The Inner Circle Line was a steam era suburban railway line (later electrified) in Melbourne, Australia. It served the inner-northern suburbs of Parkville, Carlton North, Fitzroy North, and Fitzroy. At its closure, it ran from Royal Park station on the Upfield line in the west to a triangular junction with Rushall and Merri stations on today's Mernda line in the east. There was also a branch line to Fitzroy that opened at the same time.

History
The Inner Circle was opened on 8 May 1888 with three stations: North Carlton and North Fitzroy on the main line, and Fitzroy at the end of a short branch line leading south through the Edinburgh Gardens from a junction near North Fitzroy station.

As the main line
When the Inner Circle line first opened, services originated from Spencer Street station at the western end of the Melbourne central business district. Trains bound for the then terminus at Heidelberg station (now on the Hurstbridge line) would run to North Fitzroy station, then continue south to Victoria Park station (then known as Collingwood, and now on the Hurstbridge and Mernda lines). Locomotives would then have to change ends and the trains return to Clifton Hill station, where they diverged east on to the line to Heidelberg.

In December 1889, after the opening of the Whittlesea line, trains ran from Flinders Street to Whittlesea via the Inner Circle. Other services on the same route only travelled as far as Preston station.

A passenger service was originally provided from Spencer Street to Fitzroy station, on the branch line. By October 1889 this had been relegated to a short shuttle service from North Fitzroy station, and the passenger service closed altogether in May 1892.

For a short period between March and May 1891, the Inner and Outer Circle routes formed the only link between the eastern and western halves of the Victorian Railways system.
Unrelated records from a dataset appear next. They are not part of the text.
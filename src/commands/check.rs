// `devbox-update check`: detect and resolve, print a status table, change nothing.

use crate::libs::context::RunContext;
use crate::libs::orchestrator::{EXIT_OK, run_check};
use crate::libs::report::print_check;
use crate::libs::system::{SystemCommandRunner, ThreadSleeper, UreqHttpClient};
use crate::libs::target_registry::load_targets;
use crate::log_debug;
use crate::schemas::config::RunSettings;
use anyhow::Result;

pub fn run(config_path: Option<&str>) -> Result<i32> {
    log_debug!("Entered check::run()");
    let config = super::load(config_path)?;
    let targets = load_targets(&config);

    let (runner, http, sleeper) = (SystemCommandRunner, UreqHttpClient::new(), ThreadSleeper);
    let ctx = RunContext::new(
        &config,
        RunSettings::from_config(&config, false),
        &runner,
        &http,
        &sleeper,
    );

    let report = run_check(&targets, &ctx)?;
    print_check(&report);
    Ok(EXIT_OK)
}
Prior to that, the link was via a street-level tramway along the edge of the CBD between Flinders and Spencer Streets, which was generally only used at night. Between December 1888 and May 1891, when the new Flinders Street Viaduct, connecting Flinders Street and Spencer Street stations, was in its final stages of construction, the Outer and Inner Circle lines allowed freight trains to bypass the construction site.

Replaced by direct line
In 1901 a new direct line to Clifton Hill was opened from the central Princes Bridge station at the southern edge of the CBD through the inner eastern suburb of Abbotsford. This meant that Heidelberg-bound trains could run direct to their destination, removing the need for the reversal manoeuvre at Victoria Park. The Preston suburban service also ran via the new line. However, Whittlesea trains continued to use the more indirect route via the Inner Circle, albeit only from Spencer Street station.

With the loss of the main line services on the Inner Circle after 1901, a series of "roundabout" services were trialled. By 1906 a regular steam-operated service was established from Princes Bridge to North Fitzroy station via Clifton Hill, and by 1919 this service was running every hour off-peak.
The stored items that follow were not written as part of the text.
//! # Version Normalization
//!
//! Every comparison in `devbox-update` goes through [`normalize`]. Sources report versions in
//! wildly different shapes (`v11.0.0`, `0.560.0-universal`, `3.4`, `11.0.0 (commit abcdef)`),
//! and a raw string comparison would happily decide that `"9.0.0" > "10.0.0"`.
//!
//! The rules:
//! 1. Surrounding whitespace and a single leading `v`/`V` are stripped.
//! 2. The leading run of dot-separated numeric components is kept (at most three).
//! 3. Missing minor/patch components are padded with `0`.
//! 4. Anything after the numeric prefix (pre-release tags, platform suffixes, build info)
//!    is dropped.
//!
//! A string without a leading numeric component is unparseable and yields `None`.

use crate::schemas::detection::InstalledVersion;
use crate::schemas::versions::VersionInfo;
use semver::Version;

/// Reduces a raw version string to a canonical `semver::Version`.
///
/// Normalization is idempotent: `normalize(normalize(v).to_string()) == normalize(v)`.
pub fn normalize(raw: &str) -> Option<Version> {
    let trimmed = raw.trim();
    let trimmed = trimmed
        .strip_prefix('v')
        .or_else(|| trimmed.strip_prefix('V'))
        .unwrap_or(trimmed);

    let mut parts: Vec<u64> = Vec::with_capacity(3);
    for component in trimmed.split('.') {
        // Keep the leading digits of this component; stop at the first non-numeric one.
        let digits: String = component.chars().take_while(|c| c.is_ascii_digit()).collect();
        if digits.is_empty() {
            break;
        }
        parts.push(digits.parse().ok()?);
        if parts.len() == 3 || digits.len() != component.len() {
            break;
        }
    }

    if parts.is_empty() {
        return None;
    }
    parts.resize(3, 0);
    Some(Version::new(parts[0], parts[1], parts[2]))
}

/// `installed` absent, or `latest` strictly newer after normalization.
///
/// An installed string that does not normalize counts as absent, so the package gets
/// reinstalled. An unparseable `latest` never triggers an update.
pub fn needs_update(installed: Option<&str>, latest: &str) -> bool {
    let Some(latest) = normalize(latest) else {
        return false;
    };
    match installed.and_then(normalize) {
        Some(installed) => latest > installed,
        None => true,
    }
}

/// Same decision as [`needs_update`] over already-detected state.
pub fn installed_needs_update(installed: &InstalledVersion, latest: &VersionInfo) -> bool {
    needs_update(installed.version().map(|v| v.raw.as_str()), &latest.raw)
}

/// True when `installed` normalizes to exactly `expected`.
pub fn matches_expected(installed: &InstalledVersion, expected: &VersionInfo) -> bool {
    installed.version().is_some_and(|v| v.same_release(expected))
}

/// Picks the highest parseable version out of `candidates`, ignoring the rest.
pub fn max_version<I, S>(candidates: I) -> Option<VersionInfo>
where
    I: IntoIterator<Item = S>,
    S: AsRef<str>,
{
    candidates
        .into_iter()
        .map(|raw| VersionInfo::local(raw.as_ref()))
        .filter(|info| info.normalized.is_some())
        .max_by(|a, b| a.normalized.cmp(&b.normalized))
}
Electrification of the line between Royal Park and Clifton Hill stations was commissioned on 31 July 1921, but the Fitzroy branch was not electrified. Following electrification, passenger services were extended to North Carlton running at 15 minute headways, but from 18 September 1921 they were changed to every 20 minutes. Two trains on weekdays, and a larger number at weekends were extended to Royal Park station to serve patrons of the Melbourne Zoo.

There was the possibility of a revitalisation of the Inner Circle in 1940, when the Ashworth Improvement Plan recommended a subway tunnel with five stations be built under the Melbourne CBD, from Flinders Street to the Inner Circle, with a proposed future subway from the first station to North Melbourne.
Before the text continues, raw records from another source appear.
//! # Extension Host Driver
//!
//! Drives VS Code and its forks. All of them share the same CLI and on-disk layout:
//!
//! - `<cli> --install-extension <file.vsix> --force` installs into the default profile,
//!   materializing `<identifier>-<version>/` in the host's extension store.
//! - Additional profiles live under `<user data>/profiles/<profile>/` and keep their own
//!   extension storage plus an `extensions.json` registry.
//!
//! The primary install never reaches the additional profiles, so after it succeeds the
//! materialized package is fanned out into each selected profile (see `libs::fanout`).

use crate::installers::TargetDriver;
use crate::libs::context::RunContext;
use crate::libs::detector::{ListedPackage, find_package_dir, list_command_version, scan_package_store};
use crate::libs::downloader::artifact_url;
use crate::libs::errors::UpdateError;
use crate::libs::fanout;
use crate::libs::resolver::LatestSource;
use crate::libs::utilities::path_helpers::expand_path;
use crate::libs::utilities::platform::current_marketplace_platform;
use crate::schemas::config::UpdaterConfig;
use crate::schemas::detection::{InstalledVersion, ProfileState};
use crate::schemas::outcomes::{InstallOutcome, UpdateUnit};
use crate::schemas::targets::InstallTarget;
use crate::schemas::versions::VersionInfo;
use crate::{log_debug, log_error, log_info, log_warn};
use colored::Colorize;
use std::fs;
use std::path::{Path, PathBuf};

/// Identifier of the profile the editor's own install command targets.
pub const DEFAULT_PROFILE_ID: &str = "default";

pub struct ExtensionHostDriver;

impl TargetDriver for ExtensionHostDriver {
    fn artifact_url(&self, config: &UpdaterConfig, desired: &VersionInfo) -> Option<String> {
        Some(artifact_url(
            &config.marketplace.download_url,
            &config.extension,
            desired,
            &current_marketplace_platform(),
        ))
    }

    fn latest_source(&self, config: &UpdaterConfig) -> LatestSource {
        let identifier = config.extension.identifier();
        LatestSource::Gallery {
            query_url: config.marketplace.query_url.clone(),
            item_url: config.marketplace.item_url.replace("{id}", &identifier),
            identifier,
        }
    }

    fn installed_version(
        &self,
        target: &InstallTarget,
        invocation: &str,
        profile: Option<&ProfileState>,
        ctx: &RunContext,
    ) -> Result<InstalledVersion, UpdateError> {
        let identifier = ctx.config.extension.identifier();

        // Additional profiles only ever contain what fanout copied there.
        if let Some(profile) = profile.filter(|p| !p.is_default) {
            return Ok(scan_package_store(&profile.storage_path, &identifier)
                .map(InstalledVersion::Known)
                .unwrap_or_default());
        }

        let store = profile
            .map(|p| p.storage_path.clone())
            .or_else(|| default_store(target));
        let scan = || {
            store
                .as_deref()
                .and_then(|dir| scan_package_store(dir, &identifier))
        };

        if let Some(version) = scan() {
            return Ok(InstalledVersion::Known(version));
        }

        log_debug!(
            "[DBU::ExtensionHost] No package dir for {} in {}; asking the list command",
            identifier.cyan(),
            target.display_name
        );
        Ok(match list_command_version(target, invocation, &identifier, ctx)? {
            ListedPackage::Version(version) => InstalledVersion::Known(version),
            // The store is authoritative; one more look before giving up on the version.
            ListedPackage::Present => scan().map(InstalledVersion::Known).unwrap_or(InstalledVersion::Unknown),
            ListedPackage::Absent => InstalledVersion::NotInstalled,
        })
    }

    fn discover_profiles(
        &self,
        target: &InstallTarget,
        default_installed: &InstalledVersion,
        ctx: &RunContext,
    ) -> Vec<ProfileState> {
        let Some(store) = default_store(target) else {
            log_warn!(
                "[DBU::ExtensionHost] {} is profile-aware but has no storage_dir; skipping profiles",
                target.display_name.yellow()
            );
            return Vec::new();
        };

        let mut profiles = vec![ProfileState {
            id: DEFAULT_PROFILE_ID.to_string(),
            registry_path: store.join(fanout::DEFAULT_REGISTRY_FILE),
            storage_path: store,
            installed: default_installed.clone(),
            is_default: true,
        }];

        let Some(layout) = &target.profiles else {
            return profiles;
        };
        let root = expand_path(&layout.root);
        let Ok(entries) = fs::read_dir(&root) else {
            log_debug!("[DBU::ExtensionHost] No profiles root at {}", root.display());
            return profiles;
        };

        let mut dirs: Vec<PathBuf> = entries.flatten().map(|e| e.path()).filter(|p| p.is_dir()).collect();
        dirs.sort();

        let identifier = ctx.config.extension.identifier();
        for dir in dirs {
            let id = dir
                .file_name()
                .map(|n| n.to_string_lossy().to_string())
                .unwrap_or_default();
            let storage_path = dir.join(&layout.storage);
            let installed = scan_package_store(&storage_path, &identifier)
                .map(InstalledVersion::Known)
                .unwrap_or_default();
            profiles.push(ProfileState {
                id,
                storage_path,
                registry_path: dir.join(&layout.registry),
                installed,
                is_default: false,
            });
        }

        log_debug!(
            "[DBU::ExtensionHost] {} has {} profile(s)",
            target.display_name,
            profiles.len()
        );
        profiles
    }

    fn install(
        &self,
        units: &[UpdateUnit],
        desired: &VersionInfo,
        artifact: Option<&Path>,
        ctx: &RunContext,
    ) -> Vec<InstallOutcome> {
        let Some(first) = units.first() else {
            return Vec::new();
        };
        let target = &first.target;
        let invocation = first.invocation.as_str();
        let identifier = ctx.config.extension.identifier();

        let (fanout_units, default_units): (Vec<&UpdateUnit>, Vec<&UpdateUnit>) =
            units.iter().partition(|unit| unit.is_fanout());
        let mut outcomes = Vec::with_capacity(units.len());

        let primary = if default_units.is_empty() {
            // Default profile already current: its package dir is the fanout source.
            if find_materialized(target, &identifier, desired).is_some() {
                Ok(())
            } else {
                log_info!(
                    "[DBU::ExtensionHost] {} has no {} package to fan out; installing into the default profile first",
                    target.display_name.bold(),
                    desired.to_string().green()
                );
                primary_install(target, invocation, artifact, ctx)
            }
        } else {
            let result = primary_install(target, invocation, artifact, ctx);
            for unit in &default_units {
                outcomes.push(match &result {
                    Ok(()) => InstallOutcome::succeeded(unit, format!("installed {desired} via {invocation}")),
                    Err(reason) => InstallOutcome::failed(unit, reason.clone(), 1),
                });
            }
            result
        };

        if fanout_units.is_empty() {
            return outcomes;
        }

        let materialized = primary.and_then(|()| {
            find_materialized(target, &identifier, desired).ok_or_else(|| {
                format!(
                    "no {identifier}-{desired} directory appeared in the {} extension store",
                    target.display_name
                )
            })
        });
        let record_version = desired
            .normalized
            .as_ref()
            .map(|v| v.to_string())
            .unwrap_or_else(|| desired.raw.clone());
        let timestamp = chrono::Utc::now().timestamp_millis();

        for unit in fanout_units {
            let (package_dir, profile) = match (&materialized, &unit.profile) {
                (Err(reason), _) => {
                    outcomes.push(InstallOutcome::failed(
                        unit,
                        format!("fanout not attempted: {reason}"),
                        0,
                    ));
                    continue;
                }
                (Ok(dir), Some(profile)) => (dir, profile),
                (Ok(_), None) => continue,
            };

            let target_platform = fanout::package_target_platform(package_dir, &identifier);
            match fanout::replicate(package_dir, profile, &identifier, &record_version, &target_platform, timestamp) {
                Ok(path) => {
                    log_info!(
                        "[DBU::Fanout] {} -> {}",
                        unit.label().bold(),
                        path.display().to_string().green()
                    );
                    outcomes.push(InstallOutcome::succeeded(unit, format!("fanned out to {}", path.display())));
                }
                Err(e) => {
                    let err = UpdateError::FanoutFailure {
                        profile: unit.label(),
                        reason: e.to_string(),
                    };
                    log_error!("[DBU::Fanout] {}", err);
                    outcomes.push(InstallOutcome::failed(unit, e.to_string(), 1));
                }
            }
        }

        outcomes
    }
}

/// The expanded package store of the default profile.
fn default_store(target: &InstallTarget) -> Option<PathBuf> {
    target.storage_dir.as_deref().map(expand_path)
}

fn find_materialized(target: &InstallTarget, identifier: &str, desired: &VersionInfo) -> Option<PathBuf> {
    find_package_dir(&default_store(target)?, identifier, desired)
}

/// Runs the host's own install command against the artifact.
fn primary_install(
    target: &InstallTarget,
    invocation: &str,
    artifact: Option<&Path>,
    ctx: &RunContext,
) -> Result<(), String> {
    let artifact = artifact
        .map(|p| p.to_string_lossy().to_string())
        .ok_or_else(|| "no artifact available for install".to_string())?;
    let (program, args) = target
        .commands
        .install
        .render(&[("cli", invocation), ("artifact", &artifact)])
        .ok_or_else(|| format!("{} has no install command", target.id))?;

    log_info!(
        "[DBU::ExtensionHost] Installing {} into {}",
        artifact.dimmed(),
        target.display_name.bold()
    );

    let result = match ctx.runner.run(&program, &args, ctx.settings.install_timeout) {
        Ok(output) if output.success() => Ok(()),
        Ok(output) => Err(output.failure_summary()),
        Err(e) => Err(e.to_string()),
    };
    if let Err(reason) = &result {
        let err = UpdateError::InstallFailure {
            unit: target.display_name.clone(),
            reason: reason.clone(),
        };
        log_error!("[DBU::ExtensionHost] {}", err);
    }
    result
}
Traffic on the Inner Circle was discouraged by the circuitous route and by competition from the more direct trams to the city. Off-peak services were cut to every 30 minutes from 29 May 1944, but from 4 December 1944 20-minute headways were restored on Saturday and Sunday afternoons. The passenger service was finally cancelled on 3 July 1948, and North Carlton and North Fitzroy stations closed to passengers.

Freight only
After 1948 the Inner Circle line was used exclusively for freight trains serving sidings along the line itself, and the goods yard at the end of the Fitzroy branch. The overhead wiring for electric trains was dismantled in 1961. Only the main feeder cables needed for Epping (now Mernda) line trains, and for shunting at the Royal Park end, were retained. Significant changes occurred in 1965, when the line was singled and both legs of the triangle at the eastern end of the line were closed. This left just a single line from Royal Park to Fitzroy remaining for goods services. The line was officially closed on 31 July 1981.

Today
The rails were removed after the final closure, except for some short sections at former level crossings which can still be seen today. From Rushall to Royal Park stations the rail reserve has become a linear park which provides part of the Capital City Trail for cyclists, connecting the Merri Creek Trail to the Moonee Ponds Creek Trail in the network of shared use bicycle paths. Some signals and parts of level crossing gates also survive, with remaining overhead stanchions still carrying railway electric current between the Upfield and Mernda railway lines.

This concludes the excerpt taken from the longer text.